BEGIN Records shown

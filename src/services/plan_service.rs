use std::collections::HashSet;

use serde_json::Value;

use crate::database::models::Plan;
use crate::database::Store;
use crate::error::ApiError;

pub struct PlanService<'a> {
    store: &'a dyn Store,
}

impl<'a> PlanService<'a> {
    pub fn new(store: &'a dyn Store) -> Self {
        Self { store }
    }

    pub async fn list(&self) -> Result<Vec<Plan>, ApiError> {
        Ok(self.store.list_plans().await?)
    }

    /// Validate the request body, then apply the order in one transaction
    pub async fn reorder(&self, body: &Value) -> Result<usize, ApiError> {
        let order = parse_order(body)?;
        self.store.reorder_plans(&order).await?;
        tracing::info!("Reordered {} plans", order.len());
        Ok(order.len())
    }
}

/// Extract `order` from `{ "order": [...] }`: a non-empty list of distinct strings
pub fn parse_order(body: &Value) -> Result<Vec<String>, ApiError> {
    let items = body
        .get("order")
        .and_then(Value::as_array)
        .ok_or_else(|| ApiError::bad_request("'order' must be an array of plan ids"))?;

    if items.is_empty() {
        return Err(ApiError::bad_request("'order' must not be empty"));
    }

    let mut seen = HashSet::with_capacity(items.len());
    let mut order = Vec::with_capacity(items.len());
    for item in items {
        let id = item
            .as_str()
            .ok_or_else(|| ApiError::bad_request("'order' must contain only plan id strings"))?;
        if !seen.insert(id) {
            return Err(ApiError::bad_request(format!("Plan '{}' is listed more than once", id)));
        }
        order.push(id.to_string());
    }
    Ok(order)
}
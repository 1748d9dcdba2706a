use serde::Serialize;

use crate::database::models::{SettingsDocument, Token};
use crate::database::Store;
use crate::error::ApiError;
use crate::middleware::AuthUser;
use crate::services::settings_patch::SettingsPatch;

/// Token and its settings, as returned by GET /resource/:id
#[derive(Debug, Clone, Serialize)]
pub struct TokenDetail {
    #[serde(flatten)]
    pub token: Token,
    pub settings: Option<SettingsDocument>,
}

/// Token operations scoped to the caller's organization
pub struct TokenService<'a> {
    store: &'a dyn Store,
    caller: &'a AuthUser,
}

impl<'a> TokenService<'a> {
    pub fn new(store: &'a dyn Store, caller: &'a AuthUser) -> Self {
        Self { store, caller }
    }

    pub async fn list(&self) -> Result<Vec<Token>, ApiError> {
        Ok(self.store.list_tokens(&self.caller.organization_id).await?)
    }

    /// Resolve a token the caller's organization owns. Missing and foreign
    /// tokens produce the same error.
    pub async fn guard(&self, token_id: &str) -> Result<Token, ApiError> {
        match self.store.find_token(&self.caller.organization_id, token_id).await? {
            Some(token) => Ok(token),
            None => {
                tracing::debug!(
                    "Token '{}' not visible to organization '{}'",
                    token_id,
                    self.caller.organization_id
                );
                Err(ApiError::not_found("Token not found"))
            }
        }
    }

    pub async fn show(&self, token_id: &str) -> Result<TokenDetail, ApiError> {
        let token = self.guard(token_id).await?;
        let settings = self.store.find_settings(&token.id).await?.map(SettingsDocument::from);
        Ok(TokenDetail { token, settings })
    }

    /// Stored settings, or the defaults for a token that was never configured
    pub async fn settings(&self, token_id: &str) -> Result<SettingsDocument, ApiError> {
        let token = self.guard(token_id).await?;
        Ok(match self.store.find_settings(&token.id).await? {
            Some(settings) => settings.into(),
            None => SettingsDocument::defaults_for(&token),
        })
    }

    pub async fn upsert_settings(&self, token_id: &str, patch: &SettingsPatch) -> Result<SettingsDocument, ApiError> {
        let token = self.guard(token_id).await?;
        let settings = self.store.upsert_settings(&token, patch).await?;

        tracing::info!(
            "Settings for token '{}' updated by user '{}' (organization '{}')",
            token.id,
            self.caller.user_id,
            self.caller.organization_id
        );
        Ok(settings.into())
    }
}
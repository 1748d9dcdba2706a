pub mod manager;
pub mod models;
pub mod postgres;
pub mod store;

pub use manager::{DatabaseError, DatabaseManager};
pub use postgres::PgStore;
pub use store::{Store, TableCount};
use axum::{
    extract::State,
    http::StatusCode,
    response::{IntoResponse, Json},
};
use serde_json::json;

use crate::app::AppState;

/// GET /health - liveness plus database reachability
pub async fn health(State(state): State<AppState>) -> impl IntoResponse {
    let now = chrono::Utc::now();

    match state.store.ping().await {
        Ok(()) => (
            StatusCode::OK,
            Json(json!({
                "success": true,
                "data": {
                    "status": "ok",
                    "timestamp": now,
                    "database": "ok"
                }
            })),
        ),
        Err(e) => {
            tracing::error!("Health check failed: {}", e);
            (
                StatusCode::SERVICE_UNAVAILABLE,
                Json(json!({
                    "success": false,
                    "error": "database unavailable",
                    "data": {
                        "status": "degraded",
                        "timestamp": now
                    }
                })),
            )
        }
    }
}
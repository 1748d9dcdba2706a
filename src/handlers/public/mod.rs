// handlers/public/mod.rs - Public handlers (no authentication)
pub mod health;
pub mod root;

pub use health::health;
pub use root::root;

END Records shown

§ Exercise
Repeat all of the records, letter for letter.

§ Problem solution
filename src/services/plan_service.rs
use std::collections::HashSet;

use serde_json::Value;

use crate::database::models::Plan;
use crate::database::Store;
use crate::error::ApiError;

pub struct PlanService<'a> {
    store: &'a dyn Store,
}

impl<'a> PlanService<'a> {
    pub fn new(store: &'a dyn Store) -> Self {
        Self { store }
    }

    pub async fn list(&self) -> Result<Vec<Plan>, ApiError> {
        Ok(self.store.list_plans().await?)
    }

    /// Validate the request body, then apply the order in one transaction
    pub async fn reorder(&self, body: &Value) -> Result<usize, ApiError> {
        let order = parse_order(body)?;
        self.store.reorder_plans(&order).await?;
        tracing::info!("Reordered {} plans", order.len());
        Ok(order.len())
    }
}

/// Extract `order` from `{ "order": [...] }`: a non-empty list of distinct strings
pub fn parse_order(body: &Value) -> Result<Vec<String>, ApiError> {
    let items = body
        .get("order")
        .and_then(Value::as_array)
        .ok_or_else(|| ApiError::bad_request("'order' must be an array of plan ids"))?;

    if items.is_empty() {
        return Err(ApiError::bad_request("'order' must not be empty"));
    }

    let mut seen = HashSet::with_capacity(items.len());
    let mut order = Vec::with_capacity(items.len());
    for item in items {
        let id = item
            .as_str()
            .ok_or_else(|| ApiError::bad_request("'order' must contain only plan id strings"))?;
        if !seen.insert(id) {
            return Err(ApiError::bad_request(format!("Plan '{}' is listed more than once", id)));
        }
        order.push(id.to_string());
    }
    Ok(order)
}
repository 1748d9dcdba2706a
use serde::Serialize;

use crate::database::models::{SettingsDocument, Token};
use crate::database::Store;
use crate::error::ApiError;
use crate::middleware::AuthUser;
use crate::services::settings_patch::SettingsPatch;

/// Token and its settings, as returned by GET /resource/:id
#[derive(Debug, Clone, Serialize)]
pub struct TokenDetail {
    #[serde(flatten)]
    pub token: Token,
    pub settings: Option<SettingsDocument>,
}

/// Token operations scoped to the caller's organization
pub struct TokenService<'a> {
    store: &'a dyn Store,
    caller: &'a AuthUser,
}

impl<'a> TokenService<'a> {
    pub fn new(store: &'a dyn Store, caller: &'a AuthUser) -> Self {
        Self { store, caller }
    }

    pub async fn list(&self) -> Result<Vec<Token>, ApiError> {
        Ok(self.store.list_tokens(&self.caller.organization_id).await?)
    }

    /// Resolve a token the caller's organization owns. Missing and foreign
    /// tokens produce the same error.
    pub async fn guard(&self, token_id: &str) -> Result<Token, ApiError> {
        match self.store.find_token(&self.caller.organization_id, token_id).await? {
            Some(token) => Ok(token),
            None => {
                tracing::debug!(
                    "Token '{}' not visible to organization '{}'",
                    token_id,
                    self.caller.organization_id
                );
                Err(ApiError::not_found("Token not found"))
            }
        }
    }

    pub async fn show(&self, token_id: &str) -> Result<TokenDetail, ApiError> {
        let token = self.guard(token_id).await?;
        let settings = self.store.find_settings(&token.id).await?.map(SettingsDocument::from);
        Ok(TokenDetail { token, settings })
    }

    /// Stored settings, or the defaults for a token that was never configured
    pub async fn settings(&self, token_id: &str) -> Result<SettingsDocument, ApiError> {
        let token = self.guard(token_id).await?;
        Ok(match self.store.find_settings(&token.id).await? {
            Some(settings) => settings.into(),
            None => SettingsDocument::defaults_for(&token),
        })
    }

    pub async fn upsert_settings(&self, token_id: &str, patch: &SettingsPatch) -> Result<SettingsDocument, ApiError> {
        let token = self.guard(token_id).await?;
        let settings = self.store.upsert_settings(&token, patch).await?;

        tracing::info!(
            "Settings for token '{}' updated by user '{}' (organization '{}')",
            token.id,
            self.caller.user_id,
            self.caller.organization_id
        );
        Ok(settings.into())
    }
}
repository 1748d9dcdba2706a
pub mod manager;
pub mod models;
pub mod postgres;
pub mod store;

pub use manager::{DatabaseError, DatabaseManager};
pub use postgres::PgStore;
pub use store::{Store, TableCount};
use axum::{
    extract::State,
    http::StatusCode,
    response::{IntoResponse, Json},
};
use serde_json::json;

use crate::app::AppState;

/// GET /health - liveness plus database reachability
pub async fn health(State(state): State<AppState>) -> impl IntoResponse {
    let now = chrono::Utc::now();

    match state.store.ping().await {
        Ok(()) => (
            StatusCode::OK,
            Json(json!({
                "success": true,
                "data": {
                    "status": "ok",
                    "timestamp": now,
                    "database": "ok"
                }
            })),
        ),
        Err(e) => {
            tracing::error!("Health check failed: {}", e);
            (
                StatusCode::SERVICE_UNAVAILABLE,
                Json(json!({
                    "success": false,
                    "error": "database unavailable",
                    "data": {
                        "status": "degraded",
                        "timestamp": now
                    }
                })),
            )
        }
    }
}
repository 1748d9dcdba2706a
filename src/handlers/public/mod.rs
// handlers/public/mod.rs - Public handlers (no authentication)
pub mod health;
pub mod root;

pub use health::health;
pub use root::root;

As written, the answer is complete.